Warriors Must Prepare to Embrace New NBA Reality After Golden Era

OAKLAND – After establishing a standard of excellence, the events of the NBA's latest July whirlwind have amounted to, at the very least, a temporary setback for the Warriors.

Kevin Durant's decision to leave for the Brooklyn Nets – to partner with close friends Kyrie Irving and DeAndre Jordan – along with Klay Thompson suffering a torn ACL that will keep him out most of next season didn't necessarily apply brakes to the franchise's rocket to the sports mountain. It did, however, force radical rerouting.

This is the first summer since 2015 that the Warriors are not considered serious contenders to win a championship. As someone who understands ownership is the first step toward competitive advance, CEO Joe Lacob can't be pleased with the outlook.

The question, then, becomes whether Lacob understands the success/failure cycles inherent to teams in the NBA. The early indication is that he does.

"Joe loves action, in some respects, but not without thought behind it," president/general manager Bob Myers told NBC Sports Bay Area on Monday. "He wants action with intentions."

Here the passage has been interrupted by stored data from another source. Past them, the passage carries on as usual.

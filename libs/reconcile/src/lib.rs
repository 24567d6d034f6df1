//! Convergence bookkeeping for endpoint reconciliation.
//!
//! An endpoint converges along two independent axes:
//!
//! - **Device**: interface configuration and routes.
//! - **Firewall**: the endpoint's rule chains.
//!
//! Each axis has a sync flag. Status is a pure function of those flags plus
//! the endpoint's administrative state, and is only reported when it changes.
//!
//! # Invariants
//!
//! - `device_has_been_in_sync` only moves false → true while the endpoint
//!   exists; only deleting the endpoint clears it
//! - Status derivation is deterministic given the same inputs
//! - A status is reported at most once per transition

use serde::{Deserialize, Serialize};

/// Administrative state requested by the control plane.
#[derive(Debug, Clone, Copy, PartialEq, Eq, Hash, Serialize, Deserialize)]
#[serde(rename_all = "lowercase")]
pub enum AdminState {
    Active,
    Inactive,
}

/// Observed endpoint status reported back to the control plane.
#[derive(Debug, Clone, Copy, PartialEq, Eq, Hash, Serialize, Deserialize)]
#[serde(rename_all = "lowercase")]
pub enum EndpointStatus {
    Up,
    Down,
    Error,
}

impl EndpointStatus {
    /// Returns the wire representation.
    pub fn as_str(&self) -> &'static str {
        match self {
            EndpointStatus::Up => "up",
            EndpointStatus::Down => "down",
            EndpointStatus::Error => "error",
        }
    }
}

impl std::fmt::Display for EndpointStatus {
    fn fmt(&self, f: &mut std::fmt::Formatter<'_>) -> std::fmt::Result {
        f.write_str(self.as_str())
    }
}

/// Convergence flags for one endpoint.
#[derive(Debug, Clone, Copy, Default, PartialEq, Eq)]
pub struct SyncFlags {
    /// Firewall chains reflect the applied descriptor.
    pub iptables_in_sync: bool,

    /// Interface and routes reflect the applied descriptor.
    pub device_in_sync: bool,

    /// Kernel reports the interface as up.
    pub device_is_up: bool,

    /// Sticky: the device has converged at least once since creation.
    device_has_been_in_sync: bool,
}

impl SyncFlags {
    /// Whether the device has ever converged for this endpoint.
    pub fn device_has_been_in_sync(&self) -> bool {
        self.device_has_been_in_sync
    }

    /// Record a successful device programming pass.
    pub fn mark_device_synced(&mut self) {
        self.device_in_sync = true;
        self.device_has_been_in_sync = true;
    }

    /// Mark both axes as needing reprogramming.
    pub fn invalidate(&mut self) {
        self.iptables_in_sync = false;
        self.device_in_sync = false;
    }

    /// Reset after the endpoint is deleted.
    ///
    /// The only path that clears `device_has_been_in_sync`.
    pub fn forget_device(&mut self) {
        self.invalidate();
        self.device_has_been_in_sync = false;
    }

    /// Both axes converged.
    pub fn fully_in_sync(&self) -> bool {
        self.iptables_in_sync && self.device_in_sync
    }
}

/// Derive the endpoint status from its flags.
///
/// `admin` is `None` when no descriptor is applied.
pub fn derive_status(admin: Option<AdminState>, flags: &SyncFlags) -> EndpointStatus {
    let Some(admin) = admin else {
        return EndpointStatus::Down;
    };

    if !flags.iptables_in_sync {
        return EndpointStatus::Error;
    }

    if !flags.device_in_sync {
        // Never came up is "down"; came up and then failed is "error".
        return if flags.device_has_been_in_sync {
            EndpointStatus::Error
        } else {
            EndpointStatus::Down
        };
    }

    match (admin, flags.device_is_up) {
        (AdminState::Active, true) => EndpointStatus::Up,
        _ => EndpointStatus::Down,
    }
}

/// Remembers the last reported status so that only transitions are sent.
#[derive(Debug, Clone, Default)]
pub struct StatusTracker {
    /// `None` until the first report; `Some(None)` after a withdrawal.
    last_reported: Option<Option<EndpointStatus>>,
}

impl StatusTracker {
    /// Create a tracker that has reported nothing yet.
    pub fn new() -> Self {
        Self::default()
    }

    /// Record `next` and return true if it differs from the last report.
    ///
    /// The first call always counts as a transition, including a first
    /// withdrawal (`None`).
    pub fn update(&mut self, next: Option<EndpointStatus>) -> bool {
        if self.last_reported == Some(next) {
            return false;
        }
        self.last_reported = Some(next);
        true
    }

    /// Last reported value, if any report was made.
    pub fn last_reported(&self) -> Option<Option<EndpointStatus>> {
        self.last_reported
    }
}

After a frenetic 17 days between the draft and free agency, here are the changes Myers and his front office team are delivering to Lacob and Warriors fans: One top-50 NBA player (D'Angelo Russell), one second-year big man already facing a career crossroads (Omari Spellman), three free agents light on credentials (Alec Burks, Willie Cauley-Stein, Glenn Robinson III) and three rookies (Jordan Poole, Alen Smailagic, Eric Paschall).

The Warriors likely will open the season with those eight players trying to create unity with holdovers Stephen Curry, Jacob Evans III, Draymond Green, Kevon Looney and Alfonzo McKinnie. The hope is that Thompson will suit up sometime after the February All-Star break.

"Joe was actually very supportive of our direction," Myers said. "He liked the idea of us going younger. He was a little fearful of being an old team in the next few years. But with Kevin's departure, it pushed us in this direction.

"From Joe's vantage point, he embraced the emphasis on youth. Once we went with D'Angelo, the idea with all of us, including Joe, – was not to grab some young guys and see what they can do when combined with Steph and Draymond and Klay. Kevon is young, but on this team, he'll be considered a vet.

"Joe was good," Myers continued. "Joe's super competitive, super driven. But he also does support us in our decisions. He's involved. He's excited about what's coming."

Lacob also is acutely aware that the NBA is stronger now than it was five years ago, and that the Western Conference is downright treacherous. After five years of treating the Pacific Division with the back of their hand and burying their rivals by New Year's Day, the Warriors suddenly are looking up at the Clippers and maybe the Lakers.

Which bring us back to the subject of ownership being the biggest competitive advantage. The Lakers may be wandering through a purple haze of desperation, hoping to squeeze a championship out of the last active years of LeBron James' career, but the Clippers are lining up to compete jab for jab with the Warriors.

"They've got great ownership," Myers conceded. "And it's not just them, it's the whole Western Conference."

Perhaps, but only the Clippers have tools at every level to earn respect throughout the league. Chairman Steve Ballmer is Mark Cuban 2.0, every bit as demonstrative but with an air of restraint that doesn't extend to his net worth, estimated to be between $41 billion and $51 billion – in either case, at least twice the wealth of any other NBA chairman.

Ballmer is in many ways following the blueprint drawn up by Lacob upon reaching agreement to buy the Warriors on July 15, 2010. Like Lacob, Ballmer was accused of overpaying, at $2 billion, to purchase an underachieving franchise. Unlike Lacob, Ballmer believed in his incumbent coach, Doc Rivers. Like Lacob, Ballmer believes his coach is best restricted to coaching; he took away Rivers' GM powers, hired a real front office and then, as Lacob did, hired Jerry West, perhaps the best talent evaluator in league's modern age.

And with the additions of Kawhi Leonard and Paul George, Ballmer and the Clippers now have arranged their own "KD moment," a seismic makeover that ensures a spotlight of levels unprecedented in franchise history while also making them at least co-favorites to win it all.

"What we're seeing now and what makes it interesting . . . is the fluidity of the sport," Myers said. "Everything is moving so fast now. All of a sudden, teams are compiling players that didn't come up in their system or that they didn't draft. And those players landed with them through free agency."

[RELATED: Myers bids farewell to golden era of Warriors basketball]

Here comes reality, and it's coming fast. The Warriors will, at some point, regain their footing, but next season and maybe more is time for fans, with Lacob at the top, to buckle up.